Jim and I travelled with my parents in Turkey this winter.
Jim and I travelled with my parents in Turkey this winter.

On the other hand, when we went to Calakmul Mexico a few years ago, we gave my sister and her husband — who had lived in Mexico — the go ahead to plan whatever they thought best within our specified budget. It was another awesome trip.

Exploring ancient Maya ruins in Calakmul Mexico with Jim, my sister, and her husband.
Exploring ancient Maya ruins in Calakmul Mexico with Jim, my sister, and her husband.

2. Decide in advance how much time is spent together

I’ve done trips with my family where we’ve only met up for a few hours a day as well as trips where we’ve spent practically 24/7 together.

Either way, it’s important to talk beforehand about how much time you’re spending together. This is especially true in larger group situations, but also makes sense for couples traveling together. Don’t make assumptions. In the past I’ve made the mistake of making assumptions, and discovered that some people in my group assumed we would spend 100% of the time together, while others assumed we’d split off.

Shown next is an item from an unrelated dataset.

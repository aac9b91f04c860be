pub mod chart;
pub mod dashboard;
pub mod fleet_overview;
pub mod performance;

Talking about it beforehand allows people to go into the trip with the same expectations, and allows everyone to have a great time regardless of how much, or how little, time is spent together.

For instance when Jim and I met up with my brother Will and his wife Liel in Paris last spring, we stayed in different hotels on opposite sides of the city. They were traveling for more than a week, and Jim and I only had a long weekend. We went into it with the idea we’d spend one day together, which we did. And it was awesome. The rest of the trip we enjoyed separately.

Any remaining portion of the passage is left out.